A humanidade e o vírus

Ao contrário de outras espécies, os humanos são seres altamente gregários que, desde a sua génese, conseguiram sobreviver e dominar outras espécies mais robustas através da especial capacidade de criar vastas redes de cooperação e partilha de informação e bens. Assim nasceram grandes comunidades e assim foram plantadas as primeiras sementes da globalização.  

Contudo, a exponencial interação entre humanos de vários cantos do mundo contribuiu também para o sucesso de uma estranha forma de vida a que chamamos de vírus. Estes agentes infecciosos altamente replicáveis, que representam a maior diversidade biológica do planeta, têm colocado em causa o ser humano enquanto ocupante do lugar cimeiro da cadeia alimentar. 
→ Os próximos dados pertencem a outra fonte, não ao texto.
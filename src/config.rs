//! Loading course content from a TOML content bank.
//!
//! The bank nests the course tree the way authors think about it:
//! course → units → lessons → challenges (with options or matching pairs),
//! plus the flat word bank tables. See `ContentBank` for the expected schema.
//! Orders default to the 1-based position inside the parent list.

use serde::Deserialize;
use tracing::{error, info, instrument};

use crate::domain::*;
use crate::error::AppError;
use crate::store::Store;

#[derive(Clone, Debug, Deserialize, Default)]
pub struct ContentBank {
  #[serde(default)] pub courses: Vec<CourseCfg>,
  #[serde(default)] pub words: Vec<WordCfg>,
  #[serde(default)] pub phrases: Vec<PhraseCfg>,
  #[serde(default)] pub stop_words: Vec<StopWordCfg>,
}

#[derive(Clone, Debug, Deserialize)]
pub struct CourseCfg {
  pub title: String,
  pub image_src: String,
  #[serde(default)] pub units: Vec<UnitCfg>,
}

#[derive(Clone, Debug, Deserialize)]
pub struct UnitCfg {
  pub title: String,
  #[serde(default)] pub description: String,
  #[serde(default)] pub order: Option<i32>,
  #[serde(default)] pub lessons: Vec<LessonCfg>,
}

#[derive(Clone, Debug, Deserialize)]
pub struct LessonCfg {
  pub title: String,
  #[serde(default)] pub order: Option<i32>,
  #[serde(default)] pub challenges: Vec<ChallengeCfg>,
}

/// Challenge entry. `type` is kept raw so a typo is reported with its location.
#[derive(Clone, Debug, Deserialize)]
pub struct ChallengeCfg {
  #[serde(rename = "type")] pub kind: String,
  pub question: String,
  #[serde(default)] pub order: Option<i32>,
  // SELECT / ASSIST / FILL_BLANK / ARRANGE / VOCAB_INTRO
  #[serde(default)] pub options: Vec<OptionCfg>,
  // MATCHING
  #[serde(default)] pub pairs: Vec<PairCfg>,
}

#[derive(Clone, Debug, Deserialize)]
pub struct OptionCfg {
  pub text: String,
  #[serde(default)] pub correct: bool,
  #[serde(default)] pub image_src: Option<String>,
  #[serde(default)] pub audio_src: Option<String>,
}

#[derive(Clone, Debug, Deserialize)]
pub struct PairCfg {
  pub batak: String,
  pub indonesia: String,
  #[serde(default)] pub image_src: Option<String>,
}

#[derive(Clone, Debug, Deserialize)]
pub struct WordCfg {
  pub batak: String,
  pub latin: String,
  pub indonesia: String,
  #[serde(default, rename = "type")] pub word_type: Option<String>,
  #[serde(default)] pub tags: Option<String>,
  #[serde(default)] pub image_url: Option<String>,
  #[serde(default)] pub audio_url: Option<String>,
}

#[derive(Clone, Debug, Deserialize)]
pub struct PhraseCfg {
  pub batak: String,
  pub latin: String,
  pub indonesia: String,
  #[serde(default)] pub component_word_ids: Option<String>,
}

#[derive(Clone, Debug, Deserialize)]
pub struct StopWordCfg {
  pub word: String,
  pub language: String,
}

/// Row counts inserted by one load.
#[derive(Clone, Copy, Debug, Default, PartialEq, Eq)]
pub struct LoadSummary {
  pub courses: usize,
  pub lessons: usize,
  pub challenges: usize,
  pub words: usize,
}

fn order_or_position(order: Option<i32>, index: usize) -> i32 {
  order.unwrap_or(index as i32 + 1)
}

impl ContentBank {
  pub fn parse(toml_src: &str) -> Result<Self, AppError> {
    toml::from_str(toml_src).map_err(|e| AppError::Config(e.to_string()))
  }

  /// Insert the whole bank. All-or-nothing: on error `store` is left untouched.
  #[instrument(level = "info", skip_all)]
  pub fn load_into(&self, store: &mut Store) -> Result<LoadSummary, AppError> {
    let mut staged = store.clone();
    let mut summary = LoadSummary::default();

    for course_cfg in &self.courses {
      let course = staged.create(Course {
        id: 0,
        title: course_cfg.title.clone(),
        image_src: course_cfg.image_src.clone(),
      })?;
      summary.courses += 1;

      for (ui, unit_cfg) in course_cfg.units.iter().enumerate() {
        let unit = staged.create(Unit {
          id: 0,
          course_id: course.id,
          title: unit_cfg.title.clone(),
          description: unit_cfg.description.clone(),
          order: order_or_position(unit_cfg.order, ui),
        })?;

        for (li, lesson_cfg) in unit_cfg.lessons.iter().enumerate() {
          let lesson = staged.create(Lesson {
            id: 0,
            unit_id: unit.id,
            title: lesson_cfg.title.clone(),
            order: order_or_position(lesson_cfg.order, li),
          })?;
          summary.lessons += 1;

          for (ci, ch_cfg) in lesson_cfg.challenges.iter().enumerate() {
            let kind: ChallengeType = ch_cfg.kind.parse().map_err(|_| {
              AppError::Validation(format!(
                "course '{}' / lesson '{}' / challenge #{}: unknown challenge type '{}'",
                course_cfg.title, lesson_cfg.title, ci + 1, ch_cfg.kind
              ))
            })?;
            let challenge = staged.create(Challenge {
              id: 0,
              lesson_id: lesson.id,
              kind,
              question: ch_cfg.question.clone(),
              order: order_or_position(ch_cfg.order, ci),
            })?;
            summary.challenges += 1;

            for o in &ch_cfg.options {
              staged.create(ChallengeOption {
                id: 0,
                challenge_id: challenge.id,
                text: o.text.clone(),
                correct: o.correct,
                image_src: o.image_src.clone(),
                audio_src: o.audio_src.clone(),
              })?;
            }
            for p in &ch_cfg.pairs {
              staged.create(MatchingPair {
                id: 0,
                challenge_id: challenge.id,
                batak: p.batak.clone(),
                indonesia: p.indonesia.clone(),
                image_src: p.image_src.clone(),
              })?;
            }
          }
        }
      }
    }

    for w in &self.words {
      staged.create(Word {
        id: 0,
        batak: w.batak.clone(),
        latin: w.latin.clone(),
        indonesia: w.indonesia.clone(),
        word_type: w.word_type.clone(),
        tags: w.tags.clone(),
        image_url: w.image_url.clone(),
        audio_url: w.audio_url.clone(),
      })?;
      summary.words += 1;
    }
    for p in &self.phrases {
      staged.create(Phrase {
        id: 0,
        batak: p.batak.clone(),
        latin: p.latin.clone(),
        indonesia: p.indonesia.clone(),
        component_word_ids: p.component_word_ids.clone(),
      })?;
    }
    for s in &self.stop_words {
      staged.create(StopWord { id: 0, word: s.word.clone(), language: s.language.clone() })?;
    }

    *store = staged;
    Ok(summary)
  }
}

/// Attempt to load the content bank from CONTENT_PATH. On any IO/parse error, returns None.
pub fn load_content_bank_from_env() -> Option<ContentBank> {
  let path = std::env::var("CONTENT_PATH").ok()?;
  match std::fs::read_to_string(&path) {
    Ok(s) => match ContentBank::parse(&s) {
      Ok(bank) => {
        info!(target: "batak_backend", %path, courses = bank.courses.len(), "Loaded content bank (TOML)");
        Some(bank)
      }
      Err(e) => {
        error!(target: "batak_backend", %path, error = %e, "Failed to parse TOML content bank");
        None
      }
    },
    Err(e) => {
      error!(target: "batak_backend", %path, error = %e, "Failed to read TOML content bank");
      None
    }
  }
}

/// LOAD_SEED=false|0 skips the built-in fixture.
pub fn seed_enabled_from_env() -> bool {
  !matches!(
    std::env::var("LOAD_SEED").ok().as_deref().map(str::to_ascii_lowercase).as_deref(),
    Some("false") | Some("0") | Some("no")
  )
}

/// SESSION_IDLE_SECS: how long an HTTP session may sit untouched (default 30 minutes).
pub fn session_idle_timeout_from_env() -> std::time::Duration {
  std::env::var("SESSION_IDLE_SECS")
    .ok()
    .and_then(|v| v.parse::<u64>().ok())
    .map(std::time::Duration::from_secs)
    .unwrap_or(crate::state::DEFAULT_IDLE_TIMEOUT)
}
Na verdade, as grandes crises epidémicas têm sido um dos grandes fatores transformadores das diferentes sociedades humanas nas suas várias dimensões. Depois de epidemias incontroláveis, nasceram novas sociedades ou, pelo menos, diferentes. A varíola, aliada dos exércitos europeus invasores, dizimou os povos indígenas (e o seu património cultural), fazendo surgir novas comunidades que mais tarde originaram os modernos estados da América do Sul.

Foi após a erupção mais letal da peste bubónica (que ceifou cerca de um terço, ou mais, da população europeia no século XIV e destruiu a economia do continente), que surgiu o Renascimento. Mais recentemente, também o HIV mudou o mundo: nalguns países do sul e leste de África o vírus continua a matar em grande escala; nos países desenvolvidos ganhou o estatuto de doença crónica e tratável, transformando inclusive o diálogo das maiorias com as minorias LGBT. 

A atual crise pandémica do coronavírus (covid-19), à semelhança de outras epidemias, já está a ter e terá um impacto mais ou menos severo em termos sociais, económicos e políticos, consoante a sua duração. Para além das consequências ao nível da saúde, o vírus do medo e da incerteza tende a amplificar as desigualdades sociais já existentes, decorrentes do congelamento da atividade económica. A combinação de uma crise de saúde pública com instabilidade social e recessão económica terá também óbvias consequências políticas.  

Num ano que começa a ser muito marcado pelas eleições presidenciais norte-americanas, a crise dos refugiados e tensões internacionais assiste-se a um travão na globalização – sinónimo de prosperidade, mas também de contágio. A desconfiança do exterior propaga-se pelos países, obrigando ao encerramento de fronteiras de modo a impedir a importação de estrangeiros infetados. Todavia existem efeitos adversos, nomeadamente as restrições à livre circulação de bens e serviços; os mais pobres e mais dependentes do exterior serão os primeiros a sofrer. 

O coronavírus servirá também para jogos de política interna. As lideranças, independentemente da sua cor política e das medidas tomadas para anular o vírus, serão postas em causa, nomeadamente no desastroso caso italiano e no caso iraniano (que já carrega às suas costas a recente crise com o EUA). O próprio Xi Jinping tem sido alvo de críticas internas, sendo complexo descortinar o seu futuro político, considerando o inexistente debate político público chinês.  Nas eleições norte-americanas, o coronavírus será mais uma das armas de arremesso a usar numa campanha que se espera turbulenta e onde o vírus do medo será usado para a conquista de eleitorado. 

O futuro está em suspenso com várias incertezas no horizonte. Como se comportará o vírus no verão do hemisfério norte e no inverno do hemisfério sul? Quando chegará uma vacina? Estarão disponíveis antivirais até à chegada de uma vacina? Até que ponto a economia irá aguentar este embate? Em resumo: quando é que este pesadelo terminará, para voltarmos a ser donos e senhores do planeta? 

A investigação científica e os cuidados médicos evoluíram vertiginosamente nas últimas décadas. Há cem anos atrás, aquando da gripe espanhola que se estima ter morto entre 50 a 100 milhões de pessoas, não existiam antibióticos, antivirais, hospitais modernos ou médicos especialistas. O contexto era muito diferente, mas os efeitos do vírus do medo são exatamente os mesmos pelo simples facto da natureza humana não ter mudado; é assustador passar de caçador a presa. 

A ciência e tecnologia deram uma confiança (e uma arrogância) inabalável no domínio humano sobre a vida e morte na Terra. Recentemente, a ameaça das alterações climáticas mostrou-nos que ou agimos a tempo e de forma concertada enquanto espécie, ou estamos em risco de sobrevivência. O coronavírus, que por ironia do destino tem resultado numa redução drástica das emissões poluentes para a atmosfera, veio relembrar a fragilidade da condição humana que a modernidade fez esquecer.